Fleck

Fleck

Muito se tem falado sobre mais um filme associado ao imaginário de Batman e do seu vilão – Joker.

O filme desperta o alarme ou a adesão panfletária daqueles que encontram no ódio a resposta para problemas sociais. Mas não é dessa Utopia (nem a miséria que ela tem criado ao longo da história moderna) que falamos hoje.

Este filme apresenta-nos a miséria de um drama íntimo, e é nesse microcosmos que situamos o foco desta crónica.

Arthur Fleck sente estranheza relativamente à sociedade que o rodeia. Manifesta essa estranheza à técnica de apoio social que o acompanha, no âmbito de um “distúrbio neurológico” que lhe está diagnosticado. Ela revê as suas notas no diário, tentando persuadi-lo a manifestar pensamentos “positivos”, e não tanto o fluxo emocional de colorido mórbido que povoa o seu exercício de preparação de conteúdos humorísticos.

Arthur Fleck faz do humor o seu ganha-pão, mas essa opção decorre directamente da forma como sempre foi visto pela sua frágil mãe: para ela, “Arthur veio [ao mundo] para trazer alegria”.

O riso inquietante e compulsivo de Arthur Fleck é assumido por si como um arbitrário e imprevisível fenómeno neurológico, cuja base orgânica é apresentada como uma desculpa, uma forma de ser aceite, mas tem o efeito de ofuscar qualquer tentativa de escuta, entendimento, eco emocional.

Arthur Fleck irrompe num riso aparentemente irracional em situações de desamparo: a técnica social, mais preocupada em domesticar a sua sensibilidade do que em entender o seu sofrimento; a mãe da criança sensível, que interrompe um momento inocente e criativo, com uma atitude tosca, rude e ingrata; os jovens arrogantes e violentos que assediam uma vítima frágil.

Arthur Fleck (“Fleck” = pequena mancha) transporta uma sombra do seu passado. Descende de uma situação de violência e opressão. Não o sabe inteiramente (ou conscientemente), mas suspeita-o, e essa suspeita é um “pensamento à procura de um pensador” (Bion), que se reconhece nos momentos mais perturbadores.

No ambiente sombrio da casa de sua mãe, Arthur vive uma “hilariante melancolia”, uma tristeza sem nome, sem lugar, na eterna e irrazoável expectativa de suporte. Neste ambiente, os elevadores falham, dizendo-nos que alguns conteúdos emocionais podem nunca aceder a níveis elevados de compreensão. O ar é irrespirável, porque a dor e a raiva não acedem ás janelas do pensamento!

Falamos de uma história extremamente mórbida. É um filme que ameaça violentamente o pára-choques emocional de todos nós!

Por mais que admire esta obra prima da sétima arte, não a recomendo a todos.

O que posso recomendar a todos, e a cada um de vós, é que tenhais o respeito e o recato necessários ao reconhecimento da dimensão simbólica do comportamento!

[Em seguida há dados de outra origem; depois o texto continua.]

//! Per-collection-type section templates.
//!
//! Each collection type renders through a fixed, ordered table of
//! [`SectionSpec`] entries. The order here is the order sections appear in
//! the packaged document and in the navigation menu.

use scraper::Html;

use currichef_shared::CollectionType;

use crate::section::{merge, ExtractedSection, Extractor, Fragment};

// ---------------------------------------------------------------------------
// SectionSpec
// ---------------------------------------------------------------------------

/// One entry in a collection type's template.
#[derive(Debug)]
pub struct SectionSpec {
    /// Element id consumed by [`Extractor::ById`]; also names the section's
    /// output file.
    pub id: &'static str,
    /// Menu key this section links to, in normalized form.
    pub menu_name: &'static str,
    /// Extraction rules, folded left-to-right under [`merge`].
    pub extractors: &'static [Extractor],
}

const BY_ID: &[Extractor] = &[Extractor::ById];

/// Composite tail shared by most templates: contributor and licensing
/// sections carry no element ids, only headings.
const INFO: &[Extractor] = &[
    Extractor::Heading("Contributors"),
    Extractor::Heading("Copyright"),
    Extractor::Heading("Supporting Program"),
    Extractor::Heading("Acknowledgements"),
];

const ACTIVITY: &[SectionSpec] = &[
    SectionSpec { id: "quick", menu_name: "quick_look", extractors: &[Extractor::QuickLook] },
    SectionSpec {
        id: "summary",
        menu_name: "summary",
        extractors: &[
            Extractor::CurriculumHeader,
            Extractor::ById,
            Extractor::Heading("Engineering Connection"),
        ],
    },
    SectionSpec { id: "prereq", menu_name: "pre-req_knowledge", extractors: BY_ID },
    SectionSpec { id: "objectives", menu_name: "learning_objectives", extractors: BY_ID },
    SectionSpec { id: "morelikethis", menu_name: "more_like_this", extractors: BY_ID },
    SectionSpec { id: "mats", menu_name: "materials_list", extractors: BY_ID },
    SectionSpec { id: "intro", menu_name: "introduction_motivation", extractors: BY_ID },
    SectionSpec { id: "vocab", menu_name: "vocabulary_definitions", extractors: BY_ID },
    SectionSpec { id: "procedure", menu_name: "procedure", extractors: BY_ID },
    SectionSpec { id: "safety", menu_name: "safety_issues", extractors: BY_ID },
    SectionSpec { id: "quest", menu_name: "investigating_questions", extractors: BY_ID },
    SectionSpec { id: "troubleshooting", menu_name: "troubleshooting_tips", extractors: BY_ID },
    SectionSpec { id: "assessment", menu_name: "assessment", extractors: BY_ID },
    SectionSpec { id: "scaling", menu_name: "activity_scaling", extractors: BY_ID },
    SectionSpec { id: "extensions", menu_name: "activity_extensions", extractors: BY_ID },
    SectionSpec { id: "multimedia", menu_name: "additional_multimedia_support", extractors: BY_ID },
    SectionSpec { id: "references", menu_name: "references", extractors: BY_ID },
    SectionSpec { id: "info", menu_name: "info", extractors: INFO },
];

const LESSON: &[SectionSpec] = &[
    SectionSpec { id: "quick", menu_name: "quick_look", extractors: &[Extractor::QuickLook] },
    SectionSpec {
        id: "summary",
        menu_name: "summary",
        extractors: &[
            Extractor::CurriculumHeader,
            Extractor::ById,
            Extractor::Heading("Engineering Connection"),
        ],
    },
    SectionSpec { id: "prereq", menu_name: "pre-req_knowledge", extractors: BY_ID },
    SectionSpec { id: "objectives", menu_name: "learning_objectives", extractors: BY_ID },
    SectionSpec { id: "morelikethis", menu_name: "more_like_this", extractors: BY_ID },
    SectionSpec { id: "intro", menu_name: "introduction_motivation", extractors: BY_ID },
    SectionSpec { id: "background", menu_name: "background", extractors: BY_ID },
    SectionSpec { id: "vocab", menu_name: "vocabulary_definitions", extractors: BY_ID },
    SectionSpec { id: "assoc", menu_name: "associated_activities", extractors: BY_ID },
    SectionSpec { id: "closure", menu_name: "lesson_closure", extractors: BY_ID },
    SectionSpec { id: "assessment", menu_name: "assessment", extractors: BY_ID },
    SectionSpec { id: "multimedia", menu_name: "additional_multimedia_support", extractors: BY_ID },
    SectionSpec { id: "extensions", menu_name: "extensions", extractors: BY_ID },
    SectionSpec { id: "references", menu_name: "references", extractors: BY_ID },
    SectionSpec { id: "info", menu_name: "info", extractors: INFO },
];

const CURRICULAR_UNIT: &[SectionSpec] = &[
    SectionSpec { id: "quick", menu_name: "quick_look", extractors: &[Extractor::QuickLook] },
    SectionSpec {
        id: "summary",
        menu_name: "summary",
        extractors: &[Extractor::CurriculumHeader, Extractor::ById],
    },
    SectionSpec { id: "morelikethis", menu_name: "more_like_this", extractors: BY_ID },
    SectionSpec { id: "overview", menu_name: "unit_overview", extractors: BY_ID },
    SectionSpec { id: "schedule", menu_name: "unit_schedule", extractors: BY_ID },
    SectionSpec { id: "assessment", menu_name: "assessment", extractors: BY_ID },
    SectionSpec { id: "info", menu_name: "info", extractors: INFO },
];

const SPRINKLE: &[SectionSpec] = &[
    SectionSpec { id: "quick", menu_name: "quick_look", extractors: &[Extractor::QuickLook] },
    SectionSpec {
        id: "intro",
        menu_name: "introduction",
        extractors: &[Extractor::CurriculumHeader, Extractor::ById],
    },
    SectionSpec { id: "sups", menu_name: "supplies", extractors: BY_ID },
    SectionSpec { id: "procedure", menu_name: "procedure", extractors: BY_ID },
    SectionSpec { id: "wrapup", menu_name: "wrap_up_-_thought_questions", extractors: BY_ID },
    SectionSpec { id: "morelikethis", menu_name: "more_like_this", extractors: BY_ID },
    SectionSpec { id: "info", menu_name: "info", extractors: INFO },
];

const MAKER_CHALLENGE: &[SectionSpec] = &[
    SectionSpec { id: "quick", menu_name: "quick_look", extractors: &[Extractor::QuickLook] },
    SectionSpec {
        id: "summary",
        menu_name: "maker_challenge_recap",
        extractors: &[Extractor::CurriculumHeader, Extractor::ById],
    },
    SectionSpec { id: "morelikethis", menu_name: "more_like_this", extractors: BY_ID },
    SectionSpec { id: "mats", menu_name: "maker_materials_&_supplies", extractors: BY_ID },
    SectionSpec { id: "kickoff", menu_name: "kickoff", extractors: BY_ID },
    SectionSpec { id: "resources", menu_name: "resources", extractors: BY_ID },
    SectionSpec { id: "makertime", menu_name: "maker_time", extractors: BY_ID },
    SectionSpec { id: "wrapup", menu_name: "wrap_up", extractors: BY_ID },
    SectionSpec { id: "tips", menu_name: "tips", extractors: BY_ID },
    SectionSpec { id: "other", menu_name: "other", extractors: BY_ID },
    SectionSpec { id: "acknowledgements", menu_name: "acknowledgements", extractors: BY_ID },
    // The maker challenge info block never carries an Acknowledgements
    // heading; that content lives in its own id-bearing section above.
    SectionSpec {
        id: "info",
        menu_name: "info",
        extractors: &[
            Extractor::Heading("Contributors"),
            Extractor::Heading("Copyright"),
            Extractor::Heading("Supporting Program"),
        ],
    },
];

/// The template for a collection type.
pub fn template_for(collection: CollectionType) -> &'static [SectionSpec] {
    match collection {
        CollectionType::Activity => ACTIVITY,
        CollectionType::Lesson => LESSON,
        CollectionType::CurricularUnit => CURRICULAR_UNIT,
        CollectionType::Sprinkle => SPRINKLE,
        CollectionType::MakerChallenge => MAKER_CHALLENGE,
    }
}

// ---------------------------------------------------------------------------
// Rendering
// ---------------------------------------------------------------------------

/// Iterator over a template's entries paired with their extracted sections.
///
/// Every entry is yielded, present or not, so the caller can unlink menu
/// entries for absent sections.
pub struct TemplateRender<'a> {
    doc: &'a Html,
    specs: std::slice::Iter<'static, SectionSpec>,
}

impl<'a> Iterator for TemplateRender<'a> {
    type Item = (&'static SectionSpec, Option<ExtractedSection>);

    fn next(&mut self) -> Option<Self::Item> {
        let spec = self.specs.next()?;

        let fragment = spec
            .extractors
            .iter()
            .fold(None, |acc, ex| merge(acc, ex.apply(self.doc, spec.id)));

        let section = fragment.map(|Fragment { title, html }| ExtractedSection {
            id: spec.id,
            menu_name: spec.menu_name,
            title,
            // Composite entries get one wrapper so downstream rewrites see a
            // single root element.
            html: if spec.extractors.len() > 1 {
                format!("<div>{html}</div>")
            } else {
                html
            },
        });

        Some((spec, section))
    }
}

/// Render a parsed page through the template for its collection type.
pub fn render(doc: &Html, collection: CollectionType) -> TemplateRender<'_> {
    TemplateRender {
        doc,
        specs: template_for(collection).iter(),
    }
}

#[cfg(test)]
mod tests {
    use super::*;

    const LESSON_PAGE: &str = r#"<html><body>
        <div class="curriculum-header"><h1>Circuits</h1></div>
        <div class="quick-look"><h3>Quick Look</h3><p>Grades 3-5</p></div>
        <section id="summary"><h3>Summary</h3><p>Lesson summary.</p></section>
        <section><h3>Engineering Connection</h3><p>Relevance.</p></section>
        <section id="objectives"><h3>Learning Objectives</h3><ul><li>One</li></ul></section>
        <section><h3>Contributors</h3><p>Jane Doe</p></section>
        <section><h3>Copyright</h3><p>&copy; 2011 Regents</p></section>
    </body></html>"#;

    #[test]
    fn every_template_entry_is_yielded_in_order() {
        let doc = Html::parse_document(LESSON_PAGE);
        let ids: Vec<&str> = render(&doc, CollectionType::Lesson)
            .map(|(spec, _)| spec.id)
            .collect();
        let expected: Vec<&str> = template_for(CollectionType::Lesson)
            .iter()
            .map(|s| s.id)
            .collect();
        assert_eq!(ids, expected);
    }

    #[test]
    fn missing_lesson_background_renders_as_absent() {
        let doc = Html::parse_document(LESSON_PAGE);
        let background = render(&doc, CollectionType::Lesson)
            .find(|(spec, _)| spec.id == "background")
            .unwrap();
        assert!(background.1.is_none());
    }

    #[test]
    fn composite_summary_merges_header_body_and_connection() {
        let doc = Html::parse_document(LESSON_PAGE);
        let (_, summary) = render(&doc, CollectionType::Lesson)
            .find(|(spec, _)| spec.id == "summary")
            .unwrap();
        let summary = summary.unwrap();
        assert!(summary.html.starts_with("<div>"));
        assert!(summary.html.contains("Circuits"));
        assert!(summary.html.contains("Lesson summary."));
        assert!(summary.html.contains("Relevance."));
    }

    #[test]
    fn partial_composite_still_renders() {
        // Info block with only two of the four headings present.
        let doc = Html::parse_document(LESSON_PAGE);
        let (_, info) = render(&doc, CollectionType::Lesson)
            .find(|(spec, _)| spec.id == "info")
            .unwrap();
        let info = info.unwrap();
        assert!(info.html.contains("Jane Doe"));
        assert!(info.html.contains("2011 Regents"));
    }

    #[test]
    fn simple_section_is_not_wrapped() {
        let doc = Html::parse_document(LESSON_PAGE);
        let (_, objectives) = render(&doc, CollectionType::Lesson)
            .find(|(spec, _)| spec.id == "objectives")
            .unwrap();
        assert!(objectives.unwrap().html.starts_with("<section"));
    }

    #[test]
    fn all_collection_types_have_quick_look_first_and_info_last() {
        for ct in [
            CollectionType::Activity,
            CollectionType::Lesson,
            CollectionType::CurricularUnit,
            CollectionType::Sprinkle,
            CollectionType::MakerChallenge,
        ] {
            let template = template_for(ct);
            assert_eq!(template.first().unwrap().id, "quick");
            assert_eq!(template.last().unwrap().id, "info");
        }
    }
}
//! Extraction of the embedded search settings from the browse page.

use std::sync::LazyLock;

use regex::Regex;
use scraper::{Html, Selector};

use currichef_shared::{ChefError, Result};

/// Azure Search connection settings embedded in the browse page's scripts.
#[derive(Debug, Clone, PartialEq, Eq)]
pub struct SearchSettings {
    pub service_name: String,
    pub index_name: String,
    pub api_key: String,
    pub api_version: String,
}

impl SearchSettings {
    /// The Azure host derived from the service name.
    pub fn default_endpoint(&self) -> String {
        format!("https://{}.search.windows.net", self.service_name)
    }

    /// The docs query URL for one page of the index.
    ///
    /// `$count=true` asks for the total; results are ordered by
    /// `sortableTitle`, the index's natural sort order.
    pub fn docs_url(&self, endpoint: &str, offset: u64, batch: u64) -> String {
        format!(
            "{endpoint}/indexes/{index}/docs?api-version={version}&api-key={key}\
             &search=&$count=true&$top={batch}&$skip={offset}\
             &searchMode=all&scoringProfile=FieldBoost&$orderby=sortableTitle",
            index = self.index_name,
            version = self.api_version,
            key = self.api_key,
        )
    }
}

/// Key/value pairs like `serviceName: "curriculum-search"` inside a script.
static SETTING_RE: LazyLock<Regex> = LazyLock::new(|| {
    Regex::new(r#"(serviceName|indexName|apiKey|apiVersion)\s*[:=]\s*['"]([^'"]+)['"]"#)
        .expect("valid regex")
});

/// Scan the browse page's inline scripts for the four search settings.
pub fn parse_search_settings(html: &str) -> Result<SearchSettings> {
    let doc = Html::parse_document(html);
    let script_sel = Selector::parse("script").expect("valid selector");

    let mut service_name = None;
    let mut index_name = None;
    let mut api_key = None;
    let mut api_version = None;

    for script in doc.select(&script_sel) {
        let text: String = script.text().collect();
        for caps in SETTING_RE.captures_iter(&text) {
            let value = caps[2].to_string();
            match &caps[1] {
                "serviceName" => service_name = Some(value),
                "indexName" => index_name = Some(value),
                "apiKey" => api_key = Some(value),
                "apiVersion" => api_version = Some(value),
                _ => unreachable!(),
            }
        }
    }

    match (service_name, index_name, api_key, api_version) {
        (Some(service_name), Some(index_name), Some(api_key), Some(api_version)) => {
            Ok(SearchSettings {
                service_name,
                index_name,
                api_key,
                api_version,
            })
        }
        _ => Err(ChefError::parse(
            "browse page does not embed complete search settings",
        )),
    }
}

Um comportamento aparentemente perturbador ou desligado da realidade terá, se lhe for dada a escuta paciente, um significado a contar, uma mancha (fleck) a reconhecer, uma dor a abraçar.

O reconhecimento da dimensão simbólica (e da carga afectiva) é muitas vezes confundido com um juízo de valor. A resposta massificada nega o símbolo, e coloca uma mordaça de mandalas, sedutora, pseudo-adaptativa.

Defender a saúde mental, requer uma atitude firme de rejeição das mordaças ao pensamento. Não um maníaco movimento incendiário, mas o paulatino, sensível, respeitador gesto do arqueólogo que olha antes de desvendar, e se move num gesto suave, mas seguro.